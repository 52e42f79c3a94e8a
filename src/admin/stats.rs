use serde::Serialize;

use crate::storage::{SparseStore, ValueCodec};
use crate::types::{PartitionId, Result};

/// Layout statistics for one partition.
#[derive(Debug, Clone, Serialize)]
pub struct PartitionStats {
    /// Partition described.
    pub partition: u64,
    /// Number of indices.
    pub size: usize,
    /// Committed entries.
    pub used_entries: usize,
    /// Entry capacity of the current buffers.
    pub reserve: usize,
    /// `used_entries / reserve`.
    pub fill_ratio: f64,
    /// Longest run held by a single index.
    pub max_entries_per_index: usize,
    /// Indices with no committed entry.
    pub empty_indices: usize,
    /// Buffer handle, i.e. how many times the partition has grown.
    pub buffer_generation: u64,
    /// Width of one value in bytes.
    pub value_size: usize,
}

/// Collects layout statistics for every partition of `store`.
pub fn stats<V: ValueCodec>(store: &SparseStore<V>) -> Result<Vec<PartitionStats>> {
    (0..store.num_partitions())
        .map(|i| partition_stats(store, PartitionId(i as u64)))
        .collect()
}

/// Statistics for a single partition.
pub fn partition_stats<V: ValueCodec>(
    store: &SparseStore<V>,
    partition: PartitionId,
) -> Result<PartitionStats> {
    store.with_partition(partition, |part| {
        let table = part.index_table();
        PartitionStats {
            partition: partition.0,
            size: part.size(),
            used_entries: part.used(),
            reserve: part.reserve(),
            fill_ratio: part.used() as f64 / part.reserve() as f64,
            max_entries_per_index: table.iter().map(|oc| oc.count).max().unwrap_or(0),
            empty_indices: table.iter().filter(|oc| oc.count == 0).count(),
            buffer_generation: part.handle().0,
            value_size: part.value_size(),
        }
    })
}
use parking_lot::RwLock;
use rustc_hash::FxHashMap;

use super::record::{PartitionMetadata, META_RECORD_LEN};
use crate::types::{DpdError, PartitionId, Result};

/// Key-value persistence for [`PartitionMetadata`], one record per partition.
///
/// Implementations only need last-writer-wins semantics per partition; the
/// commit engine never writes the same partition from two places at once.
pub trait MetadataStore: Send + Sync {
    /// Loads the record for `partition`.
    fn get(&self, partition: PartitionId) -> Result<PartitionMetadata>;

    /// Stores `metadata` under its own partition id.
    fn put(&self, metadata: &PartitionMetadata) -> Result<()>;

    /// Drops the record for `partition`. Missing records are not an error.
    fn remove(&self, partition: PartitionId) -> Result<()>;
}

/// In-process [`MetadataStore`] holding checksummed encoded records.
#[derive(Default)]
pub struct MemMetadataStore {
    records: RwLock<FxHashMap<PartitionId, [u8; META_RECORD_LEN]>>,
}

impl MemMetadataStore {
    /// Empty store.
    pub fn new() -> Self {
        Self::default()
    }

    /// Number of partitions with a stored record.
    pub fn len(&self) -> usize {
        self.records.read().len()
    }

    /// True when no partition has a record.
    pub fn is_empty(&self) -> bool {
        self.records.read().is_empty()
    }

    #[cfg(test)]
    pub(crate) fn corrupt(&self, partition: PartitionId) {
        if let Some(bytes) = self.records.write().get_mut(&partition) {
            bytes[0] ^= 0xFF;
        }
    }
}

impl MetadataStore for MemMetadataStore {
    fn get(&self, partition: PartitionId) -> Result<PartitionMetadata> {
        let records = self.records.read();
        let bytes = records
            .get(&partition)
            .ok_or_else(|| DpdError::NotFound(format!("metadata for partition {partition}")))?;
        let md = PartitionMetadata::decode(bytes)?;
        if md.partition != partition {
            return Err(DpdError::corruption(format!(
                "metadata stored under partition {partition} describes partition {}",
                md.partition
            )));
        }
        Ok(md)
    }

    fn put(&self, metadata: &PartitionMetadata) -> Result<()> {
        let bytes = metadata.encode()?;
        self.records.write().insert(metadata.partition, bytes);
        Ok(())
    }

    fn remove(&self, partition: PartitionId) -> Result<()> {
        self.records.write().remove(&partition);
        Ok(())
    }
}
//! Sorted key-value storage
//!
//! The importer writes through [`WriteBatch`] and [`Store::commit`]; queries
//! read through a [`Snapshot`] taken per request. Keys are ordered by raw
//! bytes, and that order is the only one the query side relies on.
//!
//! ## Backends
//!
//! - [`MemStore`]: copy-on-write B-tree, always available
//! - `RedbStore`: on-disk redb database (feature `redb`)

use crate::error::{BatchFull, StoreError};
use crate::types::BatchLimits;

pub mod memory;
#[cfg(feature = "redb")]
pub mod redb;

pub use memory::{MemSnapshot, MemStore};
#[cfg(feature = "redb")]
pub use self::redb::{RedbSnapshot, RedbStore};

/// A sorted, persistent map from flat keys to scalar bytes
pub trait Store: Send + Sync {
    type Snapshot: Snapshot;

    /// Start an empty batch bounded by this store's limits
    fn begin_batch(&self) -> WriteBatch;

    /// Apply every entry of `batch` atomically
    fn commit(&self, batch: WriteBatch) -> Result<(), StoreError>;

    /// Consistent read view; later commits are not visible through it
    fn snapshot(&self) -> Result<Self::Snapshot, StoreError>;
}

/// Point-in-time read view of a [`Store`]
pub trait Snapshot {
    type Cursor<'a>: Cursor
    where
        Self: 'a;

    fn get(&self, key: &[u8]) -> Result<Option<Vec<u8>>, StoreError>;

    /// Cursor over every key starting with `prefix`, in ascending byte order
    fn scan_prefix(&self, prefix: &[u8]) -> Result<Self::Cursor<'_>, StoreError>;
}

/// Restartable ordered iteration over one key prefix
pub trait Cursor {
    /// Reposition at the first key `>= key` that still carries the prefix
    fn seek(&mut self, key: &[u8]) -> Result<(), StoreError>;

    /// Next record, or `None` once the prefix is exhausted
    fn next_record(&mut self) -> Result<Option<(Vec<u8>, Vec<u8>)>, StoreError>;
}

/// Pending writes, accumulated until committed
///
/// Every backend commits from this buffer, so the size accounting behind the
/// batch-full signal is the same regardless of where the records end up.
#[derive(Debug)]
pub struct WriteBatch {
    entries: Vec<(Vec<u8>, Vec<u8>)>,
    bytes: usize,
    limits: BatchLimits,
}

impl WriteBatch {
    pub fn new(limits: BatchLimits) -> Self {
        WriteBatch {
            entries: Vec::new(),
            bytes: 0,
            limits,
        }
    }

    /// Queue one entry, or hand it back if it would overflow the batch
    pub fn set(&mut self, key: Vec<u8>, value: Vec<u8>) -> Result<(), BatchFull> {
        let size = key.len() + value.len();
        if self.entries.len() >= self.limits.max_entries || self.bytes + size > self.limits.max_bytes {
            return Err(BatchFull { key, value });
        }
        self.bytes += size;
        self.entries.push((key, value));
        Ok(())
    }

    pub fn len(&self) -> usize {
        self.entries.len()
    }

    pub fn is_empty(&self) -> bool {
        self.entries.is_empty()
    }

    /// Summed key + value bytes queued so far
    pub fn size(&self) -> usize {
        self.bytes
    }

    pub fn into_entries(self) -> Vec<(Vec<u8>, Vec<u8>)> {
        self.entries
    }
}
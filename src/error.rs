//! Error types for import, storage and query
//!
//! `BatchFull` is the only recoverable condition: the flattener commits and
//! retries once. Everything else aborts the operation it occurred in.

use std::io;
use thiserror::Error;

/// Failure inside a storage backend
#[derive(Debug, Error)]
pub enum StoreError {
    /// Error reported by the underlying database
    #[error("storage backend error: {0}")]
    Backend(String),

    /// I/O error while touching the store
    #[error("storage I/O error: {0}")]
    Io(#[from] io::Error),

    /// Stored data is not in the expected shape
    #[error("storage corruption: {0}")]
    Corruption(String),
}

/// A write batch refused an entry because it would exceed its limits
///
/// The rejected entry is handed back so the caller can retry it in a fresh
/// batch without copying.
#[derive(Debug, Error)]
#[error("write batch full: rejected {} byte entry", .key.len() + .value.len())]
pub struct BatchFull {
    pub key: Vec<u8>,
    pub value: Vec<u8>,
}

/// Fatal import failure; the store is left partially written
#[derive(Debug, Error)]
pub enum ImportError {
    /// Input is not a single well-formed JSON document
    #[error("malformed JSON input: {0}")]
    Malformed(#[source] serde_json::Error),

    /// Reading the input failed
    #[error("failed to read input: {0}")]
    Io(#[source] io::Error),

    /// Containers nest deeper than the configured limit
    #[error("document nests deeper than {limit} levels")]
    TooDeep { limit: usize },

    /// A record did not fit even into an empty batch
    #[error("record too large for an empty batch: key {key_len} bytes, value {value_len} bytes")]
    RecordTooLarge { key_len: usize, value_len: usize },

    /// Storage failed while writing
    #[error(transparent)]
    Store(#[from] StoreError),
}

impl ImportError {
    /// Classify a decoder error as either an input read failure or bad JSON
    pub(crate) fn from_json(err: serde_json::Error) -> Self {
        if err.is_io() {
            ImportError::Io(err.into())
        } else {
            ImportError::Malformed(err)
        }
    }
}

/// Failure of a single query; other queries are unaffected
#[derive(Debug, Error)]
pub enum QueryError {
    #[error(transparent)]
    Store(#[from] StoreError),

    /// Writing the response failed
    #[error("failed to write response: {0}")]
    Io(#[from] io::Error),

    /// A stored key could not be decoded into path segments
    #[error("invalid stored key: {0}")]
    InvalidKey(String),
}

#[cfg(test)]
mod tests {
    use super::*;

    #[test]
    fn test_batch_full_reports_entry_size() {
        let err = BatchFull {
            key: b"/a/b".to_vec(),
            value: b"12".to_vec(),
        };
        assert!(err.to_string().contains("6 byte entry"));
    }

    #[test]
    fn test_import_error_classifies_syntax() {
        let json_err = serde_json::from_str::<serde_json::Value>("{").unwrap_err();
        let err = ImportError::from_json(json_err);
        assert!(matches!(err, ImportError::Malformed(_)));
        assert!(err.to_string().contains("malformed JSON"));
    }

    struct ClosedPipe;

    impl io::Read for ClosedPipe {
        fn read(&mut self, _buf: &mut [u8]) -> io::Result<usize> {
            Err(io::Error::new(io::ErrorKind::BrokenPipe, "pipe closed"))
        }
    }

    #[test]
    fn test_import_error_classifies_io() {
        let json_err = serde_json::from_reader::<_, serde_json::Value>(ClosedPipe).unwrap_err();
        let err = ImportError::from_json(json_err);
        assert!(matches!(err, ImportError::Io(_)));
    }
}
__________
Prompt -> Looking at the data above, write out exactly the lines that start at the one containing "this store's limits" and end at the one containing "fn commit(&self, batch: WriteBatch)"; include both and nothing beyond.

Solution ->
    /// Start an empty batch bounded by this store's limits
    fn begin_batch(&self) -> WriteBatch;

    /// Apply every entry of `batch` atomically
    fn commit(&self, batch: WriteBatch) -> Result<(), StoreError>;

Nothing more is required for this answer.